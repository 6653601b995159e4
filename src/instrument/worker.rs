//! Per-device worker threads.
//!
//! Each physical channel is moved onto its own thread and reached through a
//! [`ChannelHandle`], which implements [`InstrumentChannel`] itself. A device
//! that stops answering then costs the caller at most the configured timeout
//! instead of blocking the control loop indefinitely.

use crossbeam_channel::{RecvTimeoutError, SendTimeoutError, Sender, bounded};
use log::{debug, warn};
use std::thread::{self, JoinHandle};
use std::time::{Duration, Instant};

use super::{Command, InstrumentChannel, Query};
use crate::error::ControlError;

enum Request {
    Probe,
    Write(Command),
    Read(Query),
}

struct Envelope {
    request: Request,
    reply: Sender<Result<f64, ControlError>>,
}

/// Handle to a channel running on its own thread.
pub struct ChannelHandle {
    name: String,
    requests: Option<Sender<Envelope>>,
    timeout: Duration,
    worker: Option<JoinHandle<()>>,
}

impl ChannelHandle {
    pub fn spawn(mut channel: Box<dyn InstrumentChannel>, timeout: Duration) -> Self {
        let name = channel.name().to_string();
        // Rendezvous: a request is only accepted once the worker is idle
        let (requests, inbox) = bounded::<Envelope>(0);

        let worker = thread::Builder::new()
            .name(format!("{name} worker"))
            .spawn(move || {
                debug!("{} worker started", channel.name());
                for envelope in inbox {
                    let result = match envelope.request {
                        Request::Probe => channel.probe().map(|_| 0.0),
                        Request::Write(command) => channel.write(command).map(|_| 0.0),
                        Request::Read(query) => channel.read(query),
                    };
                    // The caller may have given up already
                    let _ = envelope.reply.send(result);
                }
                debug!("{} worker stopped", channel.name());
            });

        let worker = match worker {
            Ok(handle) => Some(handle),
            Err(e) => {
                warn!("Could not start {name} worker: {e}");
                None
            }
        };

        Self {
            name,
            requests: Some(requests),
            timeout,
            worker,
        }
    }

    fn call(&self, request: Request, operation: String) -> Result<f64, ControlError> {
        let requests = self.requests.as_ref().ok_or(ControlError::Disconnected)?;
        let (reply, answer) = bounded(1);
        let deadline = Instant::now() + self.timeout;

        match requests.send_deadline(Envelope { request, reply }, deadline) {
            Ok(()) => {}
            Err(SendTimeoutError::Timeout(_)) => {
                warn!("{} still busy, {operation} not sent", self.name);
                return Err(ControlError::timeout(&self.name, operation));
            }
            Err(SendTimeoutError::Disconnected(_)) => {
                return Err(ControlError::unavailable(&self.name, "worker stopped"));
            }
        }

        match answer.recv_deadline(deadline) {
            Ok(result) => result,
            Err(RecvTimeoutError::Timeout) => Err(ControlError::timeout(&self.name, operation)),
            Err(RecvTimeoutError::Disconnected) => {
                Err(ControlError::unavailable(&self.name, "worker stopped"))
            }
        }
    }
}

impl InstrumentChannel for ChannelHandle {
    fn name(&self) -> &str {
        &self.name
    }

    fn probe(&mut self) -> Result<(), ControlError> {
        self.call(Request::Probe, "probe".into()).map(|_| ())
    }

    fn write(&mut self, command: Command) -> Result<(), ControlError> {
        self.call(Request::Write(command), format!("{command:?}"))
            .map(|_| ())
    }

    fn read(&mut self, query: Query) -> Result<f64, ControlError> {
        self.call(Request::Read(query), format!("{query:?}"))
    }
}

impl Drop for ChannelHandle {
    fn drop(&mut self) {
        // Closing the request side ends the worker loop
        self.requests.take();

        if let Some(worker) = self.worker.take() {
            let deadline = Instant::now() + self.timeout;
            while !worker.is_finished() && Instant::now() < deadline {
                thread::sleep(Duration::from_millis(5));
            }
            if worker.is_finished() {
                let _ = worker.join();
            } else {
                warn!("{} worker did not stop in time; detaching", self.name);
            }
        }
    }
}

......

• TASK DETAILS:
Please give every entry again, precisely as it appears.

• SOLUTION FOR THIS PROBLEM:
repository 6653601b995159e4
filename src/instrument/worker.rs
//! Per-device worker threads.
//!
//! Each physical channel is moved onto its own thread and reached through a
//! [`ChannelHandle`], which implements [`InstrumentChannel`] itself. A device
//! that stops answering then costs the caller at most the configured timeout
//! instead of blocking the control loop indefinitely.

use crossbeam_channel::{RecvTimeoutError, SendTimeoutError, Sender, bounded};
use log::{debug, warn};
use std::thread::{self, JoinHandle};
use std::time::{Duration, Instant};

use super::{Command, InstrumentChannel, Query};
use crate::error::ControlError;

enum Request {
    Probe,
    Write(Command),
    Read(Query),
}

struct Envelope {
    request: Request,
    reply: Sender<Result<f64, ControlError>>,
}

/// Handle to a channel running on its own thread.
pub struct ChannelHandle {
    name: String,
    requests: Option<Sender<Envelope>>,
    timeout: Duration,
    worker: Option<JoinHandle<()>>,
}

impl ChannelHandle {
    pub fn spawn(mut channel: Box<dyn InstrumentChannel>, timeout: Duration) -> Self {
        let name = channel.name().to_string();
        // Rendezvous: a request is only accepted once the worker is idle
        let (requests, inbox) = bounded::<Envelope>(0);

        let worker = thread::Builder::new()
            .name(format!("{name} worker"))
            .spawn(move || {
                debug!("{} worker started", channel.name());
                for envelope in inbox {
                    let result = match envelope.request {
                        Request::Probe => channel.probe().map(|_| 0.0),
                        Request::Write(command) => channel.write(command).map(|_| 0.0),
                        Request::Read(query) => channel.read(query),
                    };
                    // The caller may have given up already
                    let _ = envelope.reply.send(result);
                }
                debug!("{} worker stopped", channel.name());
            });

        let worker = match worker {
            Ok(handle) => Some(handle),
            Err(e) => {
                warn!("Could not start {name} worker: {e}");
                None
            }
        };

        Self {
            name,
            requests: Some(requests),
            timeout,
            worker,
        }
    }

    fn call(&self, request: Request, operation: String) -> Result<f64, ControlError> {
        let requests = self.requests.as_ref().ok_or(ControlError::Disconnected)?;
        let (reply, answer) = bounded(1);
        let deadline = Instant::now() + self.timeout;

        match requests.send_deadline(Envelope { request, reply }, deadline) {
            Ok(()) => {}
            Err(SendTimeoutError::Timeout(_)) => {
                warn!("{} still busy, {operation} not sent", self.name);
                return Err(ControlError::timeout(&self.name, operation));
            }
            Err(SendTimeoutError::Disconnected(_)) => {
                return Err(ControlError::unavailable(&self.name, "worker stopped"));
            }
        }

        match answer.recv_deadline(deadline) {
            Ok(result) => result,
            Err(RecvTimeoutError::Timeout) => Err(ControlError::timeout(&self.name, operation)),
            Err(RecvTimeoutError::Disconnected) => {
                Err(ControlError::unavailable(&self.name, "worker stopped"))
            }
        }
    }
}

impl InstrumentChannel for ChannelHandle {
    fn name(&self) -> &str {
        &self.name
    }

    fn probe(&mut self) -> Result<(), ControlError> {
        self.call(Request::Probe, "probe".into()).map(|_| ())
    }

    fn write(&mut self, command: Command) -> Result<(), ControlError> {
        self.call(Request::Write(command), format!("{command:?}"))
            .map(|_| ())
    }

    fn read(&mut self, query: Query) -> Result<f64, ControlError> {
        self.call(Request::Read(query), format!("{query:?}"))
    }
}

impl Drop for ChannelHandle {
    fn drop(&mut self) {
        // Closing the request side ends the worker loop
        self.requests.take();

        if let Some(worker) = self.worker.take() {
            let deadline = Instant::now() + self.timeout;
            while !worker.is_finished() && Instant::now() < deadline {
                thread::sleep(Duration::from_millis(5));
            }
            if worker.is_finished() {
                let _ = worker.join();
            } else {
                warn!("{} worker did not stop in time; detaching", self.name);
            }
        }
    }
}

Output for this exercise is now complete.